• ACTION ITEM
Establish how many lines below contain the string "DbfFile". Respond with that number alone.

• SUPPLIED INFORMATION
--- START ---

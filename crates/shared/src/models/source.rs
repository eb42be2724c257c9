use std::path::Path;

use serde::Serialize;
use tokio::sync::mpsc;
use tokio::task::JoinHandle;

use crate::errors::ConvertResult;
use crate::models::dbf::{DbfField, DbfFile, Row, VersionValidator};
use crate::models::progress::ProgressIndicator;

/// Default bound of every row channel in the pipeline
pub const DEFAULT_CHANNEL_CAPACITY: usize = 10;

/// Counters reported once a scan has finished
#[derive(Debug, Clone, Copy, Default, PartialEq, Eq, Serialize)]
pub struct ScanSummary {
    /// Record indexes visited
    pub scanned: u32,
    /// Rows handed to the consumer
    pub emitted: u32,
    pub deleted: u32,
    pub undecodable: u32,
}

/// Options for a background scan
#[derive(Debug, Clone)]
pub struct ScanOptions {
    /// Records to visit; 0 means the header's record count
    pub max_records: u32,
    pub channel_capacity: usize,
    pub show_progress: bool,
}

impl Default for ScanOptions {
    fn default() -> Self {
        Self {
            max_records: 0,
            channel_capacity: DEFAULT_CHANNEL_CAPACITY,
            show_progress: false,
        }
    }
}

/// Bounded stream of decoded rows plus the future that resolves when its producer is done
pub struct RowStream {
    pub rows: mpsc::Receiver<Row>,
    pub completion: JoinHandle<ConvertResult<ScanSummary>>,
}

impl RowStream {
    pub fn into_parts(self) -> (mpsc::Receiver<Row>, JoinHandle<ConvertResult<ScanSummary>>) {
        (self.rows, self.completion)
    }

    /// Drain every row; mostly useful for tests and small files
    pub async fn collect(self) -> ConvertResult<(Vec<Row>, ScanSummary)> {
        let (mut rows, completion) = self.into_parts();
        let mut collected = Vec::new();
        while let Some(row) = rows.recv().await {
            collected.push(row);
        }
        let summary = completion.await??;
        Ok((collected, summary))
    }
}

/// An opened DBF table whose records have not been read yet
#[derive(Debug)]
pub struct RecordSource {
    dbf: DbfFile,
}

impl RecordSource {
    /// Open `path`, rejecting it when the version byte fails `validator`
    pub fn open<P: AsRef<Path>>(
        path: P,
        validator: &dyn VersionValidator,
    ) -> ConvertResult<Self> {
        let dbf = DbfFile::open(path, validator)?;
        Ok(Self { dbf })
    }

    pub fn fields(&self) -> &[DbfField] {
        self.dbf.fields()
    }

    pub fn column_names(&self) -> Vec<String> {
        self.dbf.field_names()
    }

    pub fn type_codes(&self) -> Vec<u8> {
        self.dbf.field_types()
    }

    pub fn num_records(&self) -> u32 {
        self.dbf.num_records()
    }

    /// Start scanning on a blocking task that owns the file and the sending half.
    ///
    /// Must be called from within a tokio runtime.
    pub fn into_stream(self, options: ScanOptions) -> RowStream {
        let capacity = options.channel_capacity.max(1);
        let (sender, rows) = mpsc::channel(capacity);
        let completion = tokio::task::spawn_blocking(move || ConvertResult::Ok(scan(self.dbf, sender, &options)));
        RowStream { rows, completion }
    }
}

fn scan(mut dbf: DbfFile, output: mpsc::Sender<Row>, options: &ScanOptions) -> ScanSummary {
    let max = if options.max_records > 0 {
        options.max_records
    } else {
        dbf.num_records()
    };

    let mut progress = ProgressIndicator::new(max as usize, !options.show_progress);
    let mut summary = ScanSummary::default();

    for index in 0..max {
        progress.increment();
        summary.scanned += 1;

        let record = match dbf.record_at(index) {
            Ok(record) => record,
            Err(e) => {
                log::debug!("Skipping record: {}", e);
                summary.undecodable += 1;
                continue;
            }
        };
        if record.deleted {
            summary.deleted += 1;
            continue;
        }

        if output.blocking_send(record.values).is_err() {
            log::debug!("Row consumer hung up after {} rows", summary.emitted);
            break;
        }
        summary.emitted += 1;
    }
    progress.finish();

    log::info!(
        "Scanned {} records from {}: {} rows, {} deleted, {} undecodable",
        summary.scanned,
        dbf.path().display(),
        summary.emitted,
        summary.deleted,
        summary.undecodable
    );
    summary
}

--- END ---

• WRITTEN SOLUTION
4